**Work request**
Report every line of the data that includes "DateTime".

**Supplied entries**
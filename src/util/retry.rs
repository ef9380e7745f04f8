//! Unconditional retry with exponential backoff.
//!
//! Unlike a retry helper that pattern-matches an error message to decide
//! whether it is worth retrying, every failure here is retried up to the
//! configured attempt count — there is no notion of a non-retryable
//! failure in the operations this module backs.

use std::future::Future;
use std::time::Duration;

use tokio::time::sleep;

/// Options for retry behavior.
#[derive(Debug, Clone)]
pub struct RetryOptions {
    /// Maximum number of retries after the first attempt.
    pub max_retries: u32,
    /// Delay before the first retry, in milliseconds.
    pub initial_delay_ms: u64,
}

impl Default for RetryOptions {
    fn default() -> Self {
        Self {
            max_retries: 8,
            initial_delay_ms: 100,
        }
    }
}

impl RetryOptions {
    fn delay_for(&self, attempt: u32) -> Duration {
        Duration::from_millis(self.initial_delay_ms * 2u64.pow(attempt))
    }
}

/// Retry an async operation with exponential backoff, unconditionally on
/// any error, doubling the delay after each attempt.
pub async fn retry_with_backoff<T, E, F, Fut>(
    options: &RetryOptions,
    mut operation: F,
) -> Result<T, E>
where
    F: FnMut() -> Fut,
    Fut: Future<Output = Result<T, E>>,
    E: std::fmt::Display,
{
    let mut attempt = 0;

    loop {
        match operation().await {
            Ok(result) => return Ok(result),
            Err(error) => {
                if attempt >= options.max_retries {
                    return Err(error);
                }

                let delay = options.delay_for(attempt);
                tracing::warn!(
                    "attempt {} failed: {}. retrying in {:?}",
                    attempt + 1,
                    error,
                    delay
                );

                sleep(delay).await;
                attempt += 1;
            }
        }
    }
}
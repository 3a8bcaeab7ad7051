use std::path::PathBuf;

pub type Result<T> = std::result::Result<T, EzmailError>;

/// Errors surfaced by the sending and reading engines.
///
/// Per-recipient delivery failures and per-part decode failures never show up
/// here: they are recorded in the delivery result or skipped while parsing.
#[derive(Debug, thiserror::Error)]
pub enum EzmailError {
    /// A required configuration field is missing or malformed.
    #[error("configuration error: {0}")]
    Config(String),

    /// A caller-supplied value was rejected before any I/O happened.
    #[error("invalid input: {0}")]
    InvalidInput(String),

    #[error("file not found: {}", .0.display())]
    NotFound(PathBuf),

    /// A search filter would corrupt the IMAP search expression.
    #[error("invalid search filter: {0}")]
    InvalidFilter(String),

    /// Connecting or authenticating to a server failed.
    #[error("connection error: {0}")]
    Connection(String),

    #[error("not connected to any IMAP server")]
    NotConnected,

    /// SELECT or SEARCH failed; carries the expression for diagnosis.
    #[error("failed to fetch emails with the criteria {criteria}: {message}")]
    Search { criteria: String, message: String },

    #[error("failed to parse message: {0}")]
    Parse(String),

    #[error("template error: {0}")]
    Template(String),

    #[error("secret store error: {0}")]
    Secret(String),

    #[error(transparent)]
    Io(#[from] std::io::Error),
}
use chrono::{DateTime, Utc};
use serde::Serialize;
use std::collections::{BTreeMap, HashSet};
use std::fmt;
use std::path::PathBuf;

/// One fragment of a message body, in the order it was added.
#[derive(Debug, Clone, PartialEq, Eq)]
pub enum ContentBlock {
    /// Raw HTML (or plain text) appended verbatim.
    Text(String),
    Image(ImageBlock),
}

/// Inline image request. Width and height are CSS values passed through as-is.
#[derive(Debug, Clone, Default, PartialEq, Eq)]
pub struct ImageBlock {
    pub path: PathBuf,
    pub width: Option<String>,
    pub height: Option<String>,
    /// When set, no `<img>` tag is generated: the caller references `cid:` itself.
    pub cid: Option<String>,
}

/// Image loaded during body assembly, ready to become a `Content-ID` part.
#[derive(Debug, Clone, PartialEq, Eq)]
pub struct InlineImage {
    pub cid: String,
    pub mime_subtype: String,
    pub bytes: Vec<u8>,
    pub filename: String,
}

/// Why an image block produced no inline part.
#[derive(Debug, Clone, PartialEq, Eq)]
pub enum SkipReason {
    Missing(PathBuf),
    NotAnImage { path: PathBuf, mime: String },
    Unreadable { path: PathBuf, error: String },
}

impl fmt::Display for SkipReason {
    fn fmt(&self, f: &mut fmt::Formatter<'_>) -> fmt::Result {
        match self {
            SkipReason::Missing(p) => write!(f, "image {} no longer exists", p.display()),
            SkipReason::NotAnImage { path, mime } => {
                write!(f, "{} guessed as {mime}, not an image", path.display())
            }
            SkipReason::Unreadable { path, error } => {
                write!(f, "cannot read {}: {error}", path.display())
            }
        }
    }
}

/// One address or many; duplicates are collapsed when normalized.
#[derive(Debug, Clone, Default, PartialEq, Eq)]
pub struct Recipients(Vec<String>);

impl Recipients {
    /// Distinct addresses in first-occurrence order.
    ///
    /// Surrounding whitespace is trimmed, and the trimmed form is what a
    /// [`DeliveryResult`] reports, so `" a@x.com"` and `"a@x.com"` count as one
    /// recipient.
    pub fn normalized(&self) -> Vec<String> {
        let mut seen = HashSet::with_capacity(self.0.len());
        self.0
            .iter()
            .map(|r| r.trim())
            .filter(|r| seen.insert(*r))
            .map(str::to_string)
            .collect()
    }
}

impl From<&str> for Recipients {
    fn from(v: &str) -> Self {
        Recipients(vec![v.to_string()])
    }
}

impl From<String> for Recipients {
    fn from(v: String) -> Self {
        Recipients(vec![v])
    }
}

impl From<Vec<String>> for Recipients {
    fn from(v: Vec<String>) -> Self {
        Recipients(v)
    }
}

impl From<Vec<&str>> for Recipients {
    fn from(v: Vec<&str>) -> Self {
        Recipients(v.into_iter().map(str::to_string).collect())
    }
}

impl From<&[&str]> for Recipients {
    fn from(v: &[&str]) -> Self {
        Recipients(v.iter().map(|s| s.to_string()).collect())
    }
}

/// Outcome of a batch: each recipient is in exactly one bucket.
#[derive(Debug, Clone, Default, PartialEq, Eq, Serialize)]
pub struct DeliveryResult {
    pub sent: Vec<String>,
    pub failed: BTreeMap<String, String>,
}

impl DeliveryResult {
    pub fn total(&self) -> usize {
        self.sent.len() + self.failed.len()
    }
}

/// Attachment kept in memory, never written to disk.
#[derive(Debug, Clone, PartialEq, Eq)]
pub struct MailAttachment {
    pub filename: String,
    pub content_type: String,
    pub data: Vec<u8>,
}

/// A message retrieved by [`EzReader`](crate::mail::imap_client::EzReader).
#[derive(Debug, Clone, PartialEq, Eq)]
pub struct EzMail {
    pub sender: String,
    pub subject: String,
    pub body: String,
    pub attachments: Vec<MailAttachment>,
    pub date: Option<DateTime<Utc>>,
}

impl EzMail {
    pub fn has_attachments(&self) -> bool {
        !self.attachments.is_empty()
    }

    /// Body flattened to one line, cut at `max_length` chars with a trailing `...`.
    pub fn summary(&self, max_length: usize) -> String {
        let text = self.body.replace('\n', " ");
        let text = text.trim();
        if text.chars().count() <= max_length {
            text.to_string()
        } else {
            let mut out: String = text.chars().take(max_length).collect();
            out.push_str("...");
            out
        }
    }
}

impl fmt::Display for EzMail {
    fn fmt(&self, f: &mut fmt::Formatter<'_>) -> fmt::Result {
        write!(
            f,
            "<EzMail from={:?} subject={:?} attachments={}>",
            self.sender,
            self.subject,
            self.attachments.len()
        )
    }
}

**Solution to this exercise**
use chrono::{DateTime, Utc};
    pub date: Option<DateTime<Utc>>,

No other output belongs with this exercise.